ChatGPT Prompt Engineering for Developers is now free for a limited time. The course teaches prompt engineering best practices for application development, different ways to use LLMs, and how to iterate on prompts using the OpenAI API. It covers how to write effective prompts, how to systematically develop good prompts, and how to build a custom chatbot. The course is designed for beginners, but is also suitable for advanced machine learning engineers.
This course on ChatGPT prompt engineering for developers features Isa Fulford, a member of OpenAI’s technical staff. The course aims to provide best practices for using large language models (LLMs) in application and product development. It will cover best practices for software development, common use cases, and how to build a chatbot using an LLM.
There are two main types of LLM development: basic LLMs and instruction tuning LLMs. Base LLMs predict words based on text training data, while instructional LLMs are designed to follow instructions. Most practical applications recommend the use of instruction-set LLMs, which are easier to use and safer.
When using an instruction-set LLM, it is important to give clear and specific instructions, similar to how you would give instructions to another person. In the next video we will give examples of how to give clear and specific instructions and teach a second principle of prompting: giving the LLM time to think.
Key principles for working with large language models
Throughout the course you will learn two key principles for working with language models such as ChatGPT: write clear and specific instructions and give the model time to think. These principles are fundamental to achieving optimal results in your applications, and are explored with practical examples in the Jupyter Notebook.
OpenAI Library Installation and Configuration
The course guides you through the installation of the OpenAI library using PIP and the configuration of the API key. You will learn tactics for writing clear and specific instructions, such as using delimiters, requesting structured output, checking conditions, and using the “few-shot prompting” approach.
Iterating and improving instructions
An iterative process for improving instructions is essential when developing applications with large language models. The course teaches how to analyse errors and modify instructions to achieve optimal performance. The key to being a good instruction engineer is not knowing the perfect instruction, but having a solid process for developing effective instructions for specific applications.
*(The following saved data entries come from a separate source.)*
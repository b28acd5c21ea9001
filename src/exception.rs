// Copyright (c) 2026 shaneyale (shaneyale86@gmail.com)
// All rights reserved.

//! # Exception 模块
//!
//! 该模块定义了文件中转端点在处理单个请求时可能出现的各类异常情况。
//!
//! ## 设计意图
//! - **错误分类**：涵盖了报文解析错误、参数校验错误、文件系统错误。
//! - **语义映射**：每个变体都唯一对应一个 HTTP 状态码，上层直接据此生成错误响应。
//! - **终止性**：所有异常都只终止当前请求，不会影响监听循环。
//!
//! 注意：传输层故障（读写失败、超时、对端断开）不属于这里，见 `framer::FrameError`。

use std::fmt;

/// 请求处理过程中发生的异常类型。
#[derive(Debug, Copy, Clone, PartialEq, Eq)]
pub enum Exception {
    /// 请求行无法拆分为 方法、路径、版本 三段，或请求头不是合法的 UTF-8。
    MalformedRequest,
    /// 协议版本既不是 `HTTP/1.0` 也不是 `HTTP/1.1`。
    UnsupportedVersion,
    /// 请求路径不是当前路由模式所接受的固定路径。
    InvalidPath,
    /// 查询字符串中缺少 `name` 参数，或参数值为空。
    MissingParameter,
    /// 文件名未通过安全校验（路径穿越、非法字符、超长等）。
    InvalidFilename,
    /// 在固定大小的读缓冲区内找不到 `\r\n\r\n`。
    HeaderTooLarge,
    /// 声明的 Content-Length 或上传体积超过上限。
    PayloadTooLarge,
    /// 请求的文件在 serve 目录下不存在。对应 `404 Not Found`。
    FileNotFound,
    /// 写入临时文件失败。
    WriteFailed,
    /// 临时文件重命名（发布）失败。
    SaveFailed,
    /// 不支持的请求方法。
    NotImplemented,
    /// 打开文件等内部操作失败。
    InternalError,
}

use Exception::*;

impl Exception {
    /// 该异常对应的 HTTP 状态码。
    pub fn status_code(&self) -> u16 {
        match self {
            MalformedRequest | UnsupportedVersion | InvalidPath | MissingParameter
            | InvalidFilename | HeaderTooLarge => 400,
            FileNotFound => 404,
            PayloadTooLarge => 413,
            WriteFailed | SaveFailed | InternalError => 500,
            NotImplemented => 501,
        }
    }

    /// 写入错误页面正文的说明文字。
    pub fn message(&self) -> &'static str {
        match self {
            MalformedRequest => "Malformed request",
            UnsupportedVersion => "Invalid HTTP version",
            InvalidPath => "Invalid path",
            MissingParameter => "Missing 'name' parameter",
            InvalidFilename => "Invalid filename",
            HeaderTooLarge => "Headers too large or malformed",
            PayloadTooLarge => "Payload Too Large",
            FileNotFound => "File not found",
            WriteFailed => "Write failed",
            SaveFailed => "Failed to save file",
            NotImplemented => "Method not implemented",
            InternalError => "Internal server error",
        }
    }
}

impl fmt::Display for Exception {
    fn fmt(&self, f: &mut fmt::Formatter<'_>) -> fmt::Result {
        write!(f, "{} ({})", self.message(), self.status_code())
    }
}

#[cfg(test)]
mod tests {
    use super::*;

    #[test]
    fn test_every_variant_maps_to_one_status() {
        let cases = [
            (MalformedRequest, 400),
            (UnsupportedVersion, 400),
            (InvalidPath, 400),
            (MissingParameter, 400),
            (InvalidFilename, 400),
            (HeaderTooLarge, 400),
            (PayloadTooLarge, 413),
            (FileNotFound, 404),
            (WriteFailed, 500),
            (SaveFailed, 500),
            (NotImplemented, 501),
            (InternalError, 500),
        ];
        for (e, code) in cases {
            assert_eq!(e.status_code(), code, "{:?}", e);
        }
    }

    #[test]
    fn test_display_contains_status() {
        assert_eq!(FileNotFound.to_string(), "File not found (404)");
        assert_eq!(PayloadTooLarge.to_string(), "Payload Too Large (413)");
    }
}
The power of large language models
In this course, you will explore various capabilities of large language models, such as summarising text, inferring information from text, transforming text, and extending short text. You will learn how to create department-specific summaries, extract sentiment and emotion from reviews, translate text into other languages, and switch between formats such as HTML and JSON.
Building a custom chatbot
One of the most exciting aspects of the course is building a custom chatbot using OpenAI’s ChatCompletions format and a large language model such as ChatGPT. The chatbot in the example is called “orderbot” and takes orders in a pizza restaurant. You will learn the components of the ChatCompletions format and how to guide the conversation with system, user and wizard messages.
The course also introduces utilities for handling multi-shift conversations and provides examples of how the chatbot works. The importance of context is fundamental, as the model needs all relevant messages in the conversation as input in order to understand and respond accurately.
Course Conclusions
This video course provides you with a solid foundation to start developing applications using large language models. Throughout the course, you will gain valuable knowledge and practical skills that will allow you to build things that few people can do today.